Muktari Shagari claims that eight years back, he won 80 percent of the votes in the PDP to stand as their governorship candidate. In his manner of doing things, the then President Olusegun Obasanjo looked at their candidate and party, and convinced himself that they did not stand a chance. He went on to negotiate a deal with a faction of the then All Nigeria’s Peoples Party (ANPP) led by now Governor Aliyu Wamakko. And because Wamakko looked more promising upon defection to the PDP, the President gave the governorship ticket to the decampee and that is how Wamakko was made governor and Shagari attached to him as deputy. It is possible that Shagari was promised the governorship upon Wamakko’s completion of term, but how many promises did the PDP make which they did not fulfill?

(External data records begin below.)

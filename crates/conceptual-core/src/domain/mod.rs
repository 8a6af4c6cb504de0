// ============================================================================
//  CLEAN MODULE BOUNDARIES
// ============================================================================

//! Core domain layer for Conceptual Kit.
//!
//! Pure logic with no I/O: value objects, target resolution and the text
//! rendered into new projects. Filesystem, process and terminal concerns are
//! handled via ports defined in the application layer.
//!
//! ## Hexagonal Architecture Compliance
//!
//! - **No async**: Domain logic is synchronous
//! - **No I/O**: No filesystem, network, or external calls
//! - **No external crates**: Only std library + thiserror + serde
//! - **Immutable values**: Domain objects are Clone + PartialEq
//!
// Public API - what the world sees
pub mod content;
pub mod entities;
pub mod error;
pub mod value_objects;

// Re-exports for convenience
pub use entities::{
    CheckReport, CheckRow, CheckStatus, InitReport, ProjectTarget, RenderContext, ScaffoldStep,
    StepOutcome, StepStatus,
};

pub use error::DomainError;

pub use value_objects::{Assistant, ResourceKind, RuntimeVersion, ScriptKind};

#[cfg(test)]
mod tests {
    use std::str::FromStr;

    use super::*;

    // ========================================================================
    // Value Object Tests
    // ========================================================================

    #[test]
    fn assistant_parses_correctly() {
        assert_eq!(Assistant::from_str("claude").unwrap(), Assistant::Claude);
        assert_eq!(
            Assistant::from_str("Cursor-Agent").unwrap(),
            Assistant::CursorAgent
        );
        assert!(matches!(
            Assistant::from_str("clippy"),
            Err(DomainError::UnknownAssistant(_))
        ));
    }

    #[test]
    fn assistant_round_trips_through_display() {
        for assistant in Assistant::ALL {
            assert_eq!(
                Assistant::from_str(&assistant.to_string()).unwrap(),
                assistant
            );
        }
    }

    #[test]
    fn default_assistant_is_claude() {
        assert_eq!(Assistant::default(), Assistant::Claude);
    }

    #[test]
    fn script_kind_parses_aliases() {
        assert_eq!(ScriptKind::from_str("sh").unwrap(), ScriptKind::Sh);
        assert_eq!(ScriptKind::from_str("PowerShell").unwrap(), ScriptKind::Ps);
        assert!(ScriptKind::from_str("fish").is_err());
    }

    #[test]
    fn resource_kinds_have_distinct_paths() {
        let kinds = [
            ResourceKind::Templates,
            ResourceKind::Examples,
            ResourceKind::AssistantCommands,
            ResourceKind::AssistantConfig,
            ResourceKind::GuideDocument,
        ];
        let mut paths: Vec<_> = kinds.iter().map(|k| k.relative_path()).collect();
        paths.sort();
        paths.dedup();
        assert_eq!(paths.len(), kinds.len());
        assert!(ResourceKind::GuideDocument.is_file());
        assert!(!ResourceKind::Templates.is_file());
    }

    // ========================================================================
    // RuntimeVersion Tests
    // ========================================================================

    #[test]
    fn version_parses_rustc_banner() {
        let v = RuntimeVersion::from_str("rustc 1.85.0 (4d91de4e4 2025-02-17)").unwrap();
        assert_eq!(v, RuntimeVersion::new(1, 85, 0));
    }

    #[test]
    fn version_parses_bare_and_nightly() {
        assert_eq!(
            RuntimeVersion::from_str("1.86.0-nightly").unwrap(),
            RuntimeVersion::new(1, 86, 0)
        );
        assert_eq!(
            RuntimeVersion::from_str("3.8").unwrap(),
            RuntimeVersion::new(3, 8, 0)
        );
    }

    #[test]
    fn version_rejects_garbage() {
        assert!(RuntimeVersion::from_str("unknown").is_err());
        assert!(RuntimeVersion::from_str("").is_err());
        assert!(RuntimeVersion::from_str("1").is_err());
        assert!(RuntimeVersion::from_str("1.x.0").is_err());
    }

    #[test]
    fn version_ordering() {
        let min = RuntimeVersion::new(1, 85, 0);
        assert!(RuntimeVersion::new(1, 85, 0).meets(min));
        assert!(RuntimeVersion::new(1, 90, 2).meets(min));
        assert!(RuntimeVersion::new(2, 0, 0).meets(min));
        assert!(!RuntimeVersion::new(1, 84, 9).meets(min));
        assert!(!RuntimeVersion::new(0, 99, 0).meets(min));
    }

    // ========================================================================
    // Error Tests
    // ========================================================================

    #[test]
    fn missing_name_suggests_here() {
        let err = DomainError::MissingProjectName;
        assert_eq!(err.category(), crate::error::ErrorCategory::Usage);
        assert!(err.suggestions().iter().any(|s| s.contains("--here")));
    }
}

PDP is on the record as having broken the major principle upon which it evolved, one that endeared it to Nigerians, North and South – the policy of power rotation just so that it could suit the convenience of the sitting President, Dr. Goodluck Jonathan. Who did Mr. Jonathan use as footmen to sell this betrayal of the North to the North? Muktari Shagari was among the outspoken Northern leaders who urged the party on to break its rule and confer the title upon the President in 2011 and they are threatening to do the same in 2015.

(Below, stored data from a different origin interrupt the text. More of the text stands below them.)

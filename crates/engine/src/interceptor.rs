//! Interceptor chain around protected bodies
//!
//! Each cross-cutting concern (unit of work, lock) is an [`Interceptor`] that
//! wraps the rest of the chain. A chain is sorted by [`Interceptor::order`],
//! lowest first, with registration order breaking ties; the first interceptor
//! is the outermost.
//!
//! ```text
//! [TransactionInterceptor(0), LockInterceptor(0)]
//!     begin unit of work
//!         acquire lock
//!             body
//!         release lock
//!     commit                      <- after release: stale-read window
//!
//! [LockInterceptor(-1), TransactionInterceptor(0)]
//!     acquire lock
//!         begin unit of work
//!             body
//!         commit
//!     release lock
//! ```
//!
//! The unit of work an interceptor establishes is carried to the rest of the
//! chain in [`Invocation`]; the body receives the innermost one.

use crate::invoker::CriticalSectionInvoker;
use crate::operation::ProtectedOperation;
use std::fmt;
use std::sync::Arc;
use strata_concurrency::{TransactionManager, UnitOfWork};
use strata_core::{Interrupt, StrataError, StrataResult, Value};
use tracing::debug;

/// Protected body as seen by the chain
pub type Body<'b> = dyn FnMut(&UnitOfWork) -> StrataResult<()> + 'b;

/// How far a call got through the chain
#[derive(Debug, Clone, Copy, PartialEq, Eq)]
pub enum Proceed {
    /// The body ran
    Completed,
    /// The lock was not obtained within the wait time; the body did not run
    NotAcquired,
}

/// State of one protected call while it travels through the chain
pub struct Invocation<'a> {
    /// Operation being called
    pub operation: &'a ProtectedOperation,
    /// Call arguments
    pub args: &'a [Value],
    /// Interrupt token for the lock wait
    pub interrupt: &'a Interrupt,
    unit_of_work: Option<UnitOfWork>,
}

impl<'a> Invocation<'a> {
    /// Start an invocation with no ambient unit of work
    pub fn new(operation: &'a ProtectedOperation, args: &'a [Value], interrupt: &'a Interrupt) -> Self {
        Self {
            operation,
            args,
            interrupt,
            unit_of_work: None,
        }
    }

    /// Start inside the caller's unit of work
    pub fn with_ambient(mut self, ambient: Option<UnitOfWork>) -> Self {
        self.unit_of_work = ambient;
        self
    }

    /// Unit of work in effect at this point of the chain
    pub fn unit_of_work(&self) -> Option<&UnitOfWork> {
        self.unit_of_work.as_ref()
    }

    /// Run `f` with `uow` in effect, restoring the previous one afterwards
    pub fn scoped<T>(&mut self, uow: &UnitOfWork, f: impl FnOnce(&mut Self) -> T) -> T {
        let previous = self.unit_of_work.replace(uow.clone());
        let result = f(self);
        self.unit_of_work = previous;
        result
    }
}

/// Wraps the rest of a chain
pub trait Interceptor: Send + Sync {
    /// Name used in logs and chain descriptions
    fn name(&self) -> &'static str;

    /// Position in the chain; lower runs further out
    fn order(&self) -> i32 {
        0
    }

    /// Do this interceptor's work around `next`
    ///
    /// # Errors
    ///
    /// Errors from the rest of the chain propagate; an interceptor only adds
    /// its own.
    fn around(&self, invocation: &mut Invocation<'_>, next: Next<'_, '_>) -> StrataResult<Proceed>;
}

/// The remainder of a chain
pub struct Next<'c, 'b> {
    rest: &'c [Arc<dyn Interceptor>],
    body: &'c mut Body<'b>,
}

impl Next<'_, '_> {
    /// Run the remaining interceptors, then the body
    ///
    /// # Errors
    ///
    /// Returns `Internal` if the body is reached with no unit of work in
    /// effect.
    pub fn proceed(self, invocation: &mut Invocation<'_>) -> StrataResult<Proceed> {
        match self.rest.split_first() {
            Some((head, rest)) => head.around(
                invocation,
                Next {
                    rest,
                    body: self.body,
                },
            ),
            None => {
                let uow = invocation.unit_of_work.clone().ok_or_else(|| {
                    StrataError::internal(format!(
                        "protected body of '{}' reached without a unit of work",
                        invocation.operation.name
                    ))
                })?;
                (self.body)(&uow)?;
                Ok(Proceed::Completed)
            }
        }
    }
}

/// Ordered interceptors
#[derive(Clone, Default)]
pub struct InterceptorChain {
    interceptors: Vec<Arc<dyn Interceptor>>,
}

impl InterceptorChain {
    /// Build a chain; interceptors are stably sorted by order
    pub fn new(interceptors: Vec<Arc<dyn Interceptor>>) -> Self {
        let mut chain = Self { interceptors };
        chain.interceptors.sort_by_key(|i| i.order());
        chain
    }

    /// Append an interceptor and re-sort
    pub fn with(mut self, interceptor: Arc<dyn Interceptor>) -> Self {
        self.interceptors.push(interceptor);
        self.interceptors.sort_by_key(|i| i.order());
        self
    }

    /// Interceptor names, outermost first
    pub fn names(&self) -> Vec<&'static str> {
        self.interceptors.iter().map(|i| i.name()).collect()
    }

    /// Run `body` through the chain
    ///
    /// # Errors
    ///
    /// Propagates any interceptor or body error.
    pub fn run(&self, invocation: &mut Invocation<'_>, body: &mut Body<'_>) -> StrataResult<Proceed> {
        Next {
            rest: &self.interceptors,
            body,
        }
        .proceed(invocation)
    }
}

impl fmt::Debug for InterceptorChain {
    fn fmt(&self, f: &mut fmt::Formatter<'_>) -> fmt::Result {
        f.debug_list().entries(self.names()).finish()
    }
}

/// Unit-of-work interceptor with REQUIRED propagation
///
/// Joins the unit of work already in effect. If there is none, begins one,
/// runs the rest of the chain in it and commits on success or rolls back on
/// error before returning.
pub struct TransactionInterceptor {
    manager: Arc<TransactionManager>,
    order: i32,
}

impl TransactionInterceptor {
    /// Create at order 0
    pub fn new(manager: Arc<TransactionManager>) -> Self {
        Self { manager, order: 0 }
    }

    /// Override the order
    pub fn with_order(mut self, order: i32) -> Self {
        self.order = order;
        self
    }
}

impl Interceptor for TransactionInterceptor {
    fn name(&self) -> &'static str {
        "transaction"
    }

    fn order(&self) -> i32 {
        self.order
    }

    fn around(&self, invocation: &mut Invocation<'_>, next: Next<'_, '_>) -> StrataResult<Proceed> {
        let ambient = invocation.unit_of_work.clone();
        self.manager.required(ambient.as_ref(), |uow| {
            invocation.scoped(uow, |inv| next.proceed(inv))
        })
    }
}

/// Relationship between a held lock and the unit of work of the body
#[derive(Debug, Clone, Copy, PartialEq, Eq)]
pub enum LockScope {
    /// Release when the rest of the chain returns; whatever unit of work is
    /// in effect commits wherever its owner commits it
    Ambient,
    /// Run the rest of the chain in a new unit of work committed before the
    /// lock is released
    RequiresNew,
    /// Bind the guard to the unit of work in effect (or a new one) so it is
    /// released by that unit of work's commit or rollback
    CommitJoined,
}

/// Lock interceptor
pub struct LockInterceptor {
    invoker: Arc<CriticalSectionInvoker>,
    manager: Arc<TransactionManager>,
    scope: LockScope,
    order: i32,
}

impl LockInterceptor {
    /// Create at order 0
    pub fn new(
        invoker: Arc<CriticalSectionInvoker>,
        manager: Arc<TransactionManager>,
        scope: LockScope,
    ) -> Self {
        Self {
            invoker,
            manager,
            scope,
            order: 0,
        }
    }

    /// Override the order
    pub fn with_order(mut self, order: i32) -> Self {
        self.order = order;
        self
    }

    /// Scope of this interceptor
    pub fn scope(&self) -> LockScope {
        self.scope
    }
}

impl Interceptor for LockInterceptor {
    fn name(&self) -> &'static str {
        match self.scope {
            LockScope::Ambient => "lock",
            LockScope::RequiresNew => "lock+requires_new",
            LockScope::CommitJoined => "lock+commit_joined",
        }
    }

    fn order(&self) -> i32 {
        self.order
    }

    fn around(&self, invocation: &mut Invocation<'_>, next: Next<'_, '_>) -> StrataResult<Proceed> {
        let guard = match self
            .invoker
            .acquire(invocation.operation, invocation.args, invocation.interrupt)?
        {
            Some(guard) => guard,
            None => return Ok(Proceed::NotAcquired),
        };

        match self.scope {
            LockScope::Ambient => {
                let result = next.proceed(invocation);
                drop(guard);
                result
            }
            LockScope::RequiresNew => {
                let result = self
                    .manager
                    .requires_new(|uow| invocation.scoped(uow, |inv| next.proceed(inv)));
                drop(guard);
                result
            }
            LockScope::CommitJoined => match invocation.unit_of_work.clone() {
                Some(uow) => {
                    debug!(
                        operation = %invocation.operation.name,
                        txn_id = uow.txn_id(),
                        key = %guard.key(),
                        "Lock bound to unit of work"
                    );
                    uow.bind_lock(guard)?;
                    next.proceed(invocation)
                }
                None => self.manager.transaction(|uow| {
                    uow.bind_lock(guard)?;
                    invocation.scoped(uow, |inv| next.proceed(inv))
                }),
            },
        }
    }
}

When, therefore, he reeled out his story of the refrigerated or is it archived ticket, it shook many BBC Hausa listeners with laughter over the weekend. That was like rewriting the history in which he played a big part in smashing up. The whole North rose up to speak against the injustice of Dr. Jonathan continuing in office in 2011, that is, after completing the late Umaru Musa Yar’adua’s term. The country said to PDP, uphold your agreements, allow power to shift to the North. Muktari Shagari and his ilk made nuisance of these calls even as his boss, Governor Wamakko, stood solidly in support of the zoning agreement. Now, Mr. Shagari has become a victim of broken promises by PDP, there he is crying like a lost sheep.
Meanwhile, in total disregard of his cries, the PDP leadership in Sokoto had shrugged and moved on. Their Chairman says that “any such agreement, if it exists, is between you and Abuja. Go there and get its redemption. For us here in Sokoto, we were asked to organize primaries for all the contestants, which is what we just did. The winners have emerged and we are going ahead to submit the list of their names.”
Beyond the outward expression of the state party chairman, the hidden message he is sending to the aggrieved Deputy Governor is that if the man is looking for his promised free ticket, he should go and ask President Obasanjo who gave that promise. When President Yar’adua died, President Obasanjo pushed to have Shagari appointed as Vice President to acting President Jonathan. Today, not only is Obasanjo out of office, he is equally out of the loop of political power. He has no ticket to give anyone.
The story of Muktari Shagari is the story of the wheel of God. This man was one of the architects of a shameless chapter in the history of the country’s ruling party. He chose to side with untruth and as the wheel of God turns against betrayers and the unjust, the best action for all decent men and women to take is to watch and remain silent. He enjoyed the deprivation of his people’s right to take their turn to govern, but cries out that his own turn is being taken away. What kind of a selfish person is this? In other communities, Muktari Shagari would have been placed on the permanent blacklist of the betrayers of his community. He deserves his fate.
This piece by Garba Shehu ought to have appeared under his weekly Wednesday Column which, due to production hiccups, we couldn’t take on December 18. We’re running it today, two clear days after. We sincerely apologize to his numerous readers who must have missed the clarity of his thoughts and poignancy of his style.